**AIM OF THE EXERCISE:** Of the lines below, write out exactly those from the line with "let env = EnvSnapshot::from_process();" through the line with "let listener = TcpListener::bind(http_addr).await?;", both included, and skip the rest.

- - - - -

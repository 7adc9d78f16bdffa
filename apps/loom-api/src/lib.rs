pub mod routes;
pub mod state;

use std::{net::SocketAddr, path::PathBuf};

use clap::Parser;
use color_eyre::eyre;
use loom_config::EnvSnapshot;
use tokio::net::TcpListener;
use tracing_subscriber::EnvFilter;

use crate::state::AppState;

#[derive(Debug, Parser)]
#[command(
	version = loom_cli::VERSION,
	rename_all = "kebab",
	styles = loom_cli::styles(),
)]
pub struct Args {
	#[arg(long, short = 'c', value_name = "FILE")]
	pub config: PathBuf,
}

pub async fn run(args: Args) -> color_eyre::Result<()> {
	let env = EnvSnapshot::from_process();
	let config = loom_config::load_with_env(&args.config, &env)?;

	init_tracing(&config)?;

	let http_addr: SocketAddr = config.service.http_bind.parse()?;

	if config.security.bind_localhost_only && !http_addr.ip().is_loopback() {
		return Err(eyre::eyre!(
			"http_bind must be a loopback address when bind_localhost_only is true."
		));
	}

	let state = AppState::new(config, &env)?;
	let app = routes::router(state);
	let listener = TcpListener::bind(http_addr).await?;

	tracing::info!(%http_addr, "HTTP server listening.");

	axum::serve(listener, app).await?;

	Ok(())
}

fn init_tracing(config: &loom_config::Config) -> color_eyre::Result<()> {
	let filter =
		EnvFilter::try_new(&config.service.log_level).unwrap_or_else(|_| EnvFilter::new("info"));

	tracing_subscriber::fmt().with_env_filter(filter).init();

	Ok(())
}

- - - - -

**OUTPUT OF THE TASK:**
	let env = EnvSnapshot::from_process();
	let config = loom_config::load_with_env(&args.config, &env)?;

	init_tracing(&config)?;

	let http_addr: SocketAddr = config.service.http_bind.parse()?;

	if config.security.bind_localhost_only && !http_addr.ip().is_loopback() {
		return Err(eyre::eyre!(
			"http_bind must be a loopback address when bind_localhost_only is true."
		));
	}

	let state = AppState::new(config, &env)?;
	let app = routes::router(state);
	let listener = TcpListener::bind(http_addr).await?;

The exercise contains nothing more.